America’s esteemed lawmakers want heavy penalties for those who abuse the patent system. A bipartisan bill has been proposed to force so-called patent trolls, those who hoard patents for the sole purpose of suing innovators, to pay the legal costs if their frivolous patent lawsuits fail in court. The Saving High-Tech Innovators from Egregious Legal Disputes (SHIELD) Act has been widely praised by major tech companies and acronym enthusiasts.
“Patent trolls add no economic benefit to our nation,” said co-sponsor Representative Jason Chaffetz (CrunchGov Grade: A). Indeed, one study found that trolling activity accounts for 61 percent of all patent disputes.
Penalties for patent trolls have support from two influential people in the government: President Obama and the new chair of the House Judiciary Committee. During a Google+ hangout earlier this month, Obama said, “They don’t actually produce anything themselves.

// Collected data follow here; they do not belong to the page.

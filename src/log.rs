// RustPixel
// copyright zipxing@hotmail.com 2022～2025

//! Log module provides various log functions, reference
//! https://docs.rs/log4rs

#[cfg(feature = "log4rs")]
use log::LevelFilter;
#[cfg(feature = "log4rs")]
use log4rs::{
    append::file::FileAppender,
    config::{Appender, Config, Root},
    encode::pattern::PatternEncoder,
    filter::threshold::ThresholdFilter,
};

/// init logs system, appending to file_path
#[cfg(feature = "log4rs")]
pub fn init_log(level: LevelFilter, file_path: &str) {
    let logfile = FileAppender::builder()
        .encoder(Box::new(PatternEncoder::new(
            "{d(%Y-%m-%d %H:%M:%S)} {l} {t} {m}{n}\n",
        )))
        .build(file_path)
        .unwrap();
    let config = Config::builder()
        .appender(
            Appender::builder()
                .filter(Box::new(ThresholdFilter::new(level)))
                .build("logfile", Box::new(logfile)),
        )
        .build(Root::builder().appender("logfile").build(level))
        .unwrap();
    let _handle = log4rs::init_config(config).unwrap();
}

They’re just trying to essentially leverage and hijack someone else’s idea to see if they can extort some money out of them.”
Judiciary Chairman Bob Goodlatte (CrunchGov Grade: C), who helps set the congressional technology agenda, said he wants “to focus on reforms to discourage frivolous patent litigation and keep U.S. patent laws up to date.”
In a refutation op-ed for The Hill, CEO of General Patent Corporation, Alexander Poltorak, argued that supporters of the SHIELD Act overestimate the number of frivolous lawsuits against software patent holders and claimed it was designed to “intimidate patent owners whose IP rights are routinely infringed by corporate bullies.”
The updated version of the SHIELD Act will expand the provisions from tech firms to all industries.